- _YOUR INSTRUCTIONS_: Write the records out again, unchanged.

- _THE DATA_:
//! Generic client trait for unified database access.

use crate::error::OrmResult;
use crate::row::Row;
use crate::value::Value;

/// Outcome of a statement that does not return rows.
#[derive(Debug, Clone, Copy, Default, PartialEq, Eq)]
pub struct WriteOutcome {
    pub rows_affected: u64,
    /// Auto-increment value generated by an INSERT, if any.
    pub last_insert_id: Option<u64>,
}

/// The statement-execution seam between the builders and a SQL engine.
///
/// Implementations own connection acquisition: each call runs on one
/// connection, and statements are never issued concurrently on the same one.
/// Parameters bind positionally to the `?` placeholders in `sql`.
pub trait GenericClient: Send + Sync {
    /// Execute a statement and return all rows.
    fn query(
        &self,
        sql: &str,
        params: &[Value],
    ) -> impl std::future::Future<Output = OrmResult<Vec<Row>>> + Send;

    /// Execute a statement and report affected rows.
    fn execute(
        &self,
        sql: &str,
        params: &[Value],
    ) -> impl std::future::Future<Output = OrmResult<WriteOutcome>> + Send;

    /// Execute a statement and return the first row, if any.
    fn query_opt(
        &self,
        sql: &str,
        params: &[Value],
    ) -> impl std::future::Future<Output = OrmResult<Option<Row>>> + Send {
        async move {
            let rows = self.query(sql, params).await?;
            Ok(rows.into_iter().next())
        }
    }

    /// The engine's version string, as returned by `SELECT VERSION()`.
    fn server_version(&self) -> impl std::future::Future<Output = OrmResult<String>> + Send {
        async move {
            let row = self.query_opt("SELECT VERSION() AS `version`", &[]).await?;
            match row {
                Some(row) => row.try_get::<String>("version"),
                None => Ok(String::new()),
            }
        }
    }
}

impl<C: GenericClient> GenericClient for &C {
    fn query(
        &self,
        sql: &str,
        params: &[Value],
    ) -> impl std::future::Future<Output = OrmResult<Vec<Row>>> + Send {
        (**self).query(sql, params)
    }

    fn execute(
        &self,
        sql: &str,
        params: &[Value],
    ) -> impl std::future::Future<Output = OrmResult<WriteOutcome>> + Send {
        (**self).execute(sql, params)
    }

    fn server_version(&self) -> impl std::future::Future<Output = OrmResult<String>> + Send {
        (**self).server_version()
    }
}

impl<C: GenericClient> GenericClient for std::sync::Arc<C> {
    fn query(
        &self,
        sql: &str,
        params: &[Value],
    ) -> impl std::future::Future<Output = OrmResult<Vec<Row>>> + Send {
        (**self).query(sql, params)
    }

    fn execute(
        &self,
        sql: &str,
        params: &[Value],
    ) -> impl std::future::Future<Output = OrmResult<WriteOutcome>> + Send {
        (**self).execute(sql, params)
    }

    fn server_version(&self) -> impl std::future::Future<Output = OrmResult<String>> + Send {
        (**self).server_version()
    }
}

- _SOLUTION TO THIS EXERCISE_:
//! Generic client trait for unified database access.

use crate::error::OrmResult;
use crate::row::Row;
use crate::value::Value;

/// Outcome of a statement that does not return rows.
#[derive(Debug, Clone, Copy, Default, PartialEq, Eq)]
pub struct WriteOutcome {
    pub rows_affected: u64,
    /// Auto-increment value generated by an INSERT, if any.
    pub last_insert_id: Option<u64>,
}

/// The statement-execution seam between the builders and a SQL engine.
///
/// Implementations own connection acquisition: each call runs on one
/// connection, and statements are never issued concurrently on the same one.
/// Parameters bind positionally to the `?` placeholders in `sql`.
pub trait GenericClient: Send + Sync {
    /// Execute a statement and return all rows.
    fn query(
        &self,
        sql: &str,
        params: &[Value],
    ) -> impl std::future::Future<Output = OrmResult<Vec<Row>>> + Send;

    /// Execute a statement and report affected rows.
    fn execute(
        &self,
        sql: &str,
        params: &[Value],
    ) -> impl std::future::Future<Output = OrmResult<WriteOutcome>> + Send;

    /// Execute a statement and return the first row, if any.
    fn query_opt(
        &self,
        sql: &str,
        params: &[Value],
    ) -> impl std::future::Future<Output = OrmResult<Option<Row>>> + Send {
        async move {
            let rows = self.query(sql, params).await?;
            Ok(rows.into_iter().next())
        }
    }

    /// The engine's version string, as returned by `SELECT VERSION()`.
    fn server_version(&self) -> impl std::future::Future<Output = OrmResult<String>> + Send {
        async move {
            let row = self.query_opt("SELECT VERSION() AS `version`", &[]).await?;
            match row {
                Some(row) => row.try_get::<String>("version"),
                None => Ok(String::new()),
            }
        }
    }
}

impl<C: GenericClient> GenericClient for &C {
    fn query(
        &self,
        sql: &str,
        params: &[Value],
    ) -> impl std::future::Future<Output = OrmResult<Vec<Row>>> + Send {
        (**self).query(sql, params)
    }

    fn execute(
        &self,
        sql: &str,
        params: &[Value],
    ) -> impl std::future::Future<Output = OrmResult<WriteOutcome>> + Send {
        (**self).execute(sql, params)
    }

    fn server_version(&self) -> impl std::future::Future<Output = OrmResult<String>> + Send {
        (**self).server_version()
    }
}

impl<C: GenericClient> GenericClient for std::sync::Arc<C> {
    fn query(
        &self,
        sql: &str,
        params: &[Value],
    ) -> impl std::future::Future<Output = OrmResult<Vec<Row>>> + Send {
        (**self).query(sql, params)
    }

    fn execute(
        &self,
        sql: &str,
        params: &[Value],
    ) -> impl std::future::Future<Output = OrmResult<WriteOutcome>> + Send {
        (**self).execute(sql, params)
    }

    fn server_version(&self) -> impl std::future::Future<Output = OrmResult<String>> + Send {
        (**self).server_version()
    }
}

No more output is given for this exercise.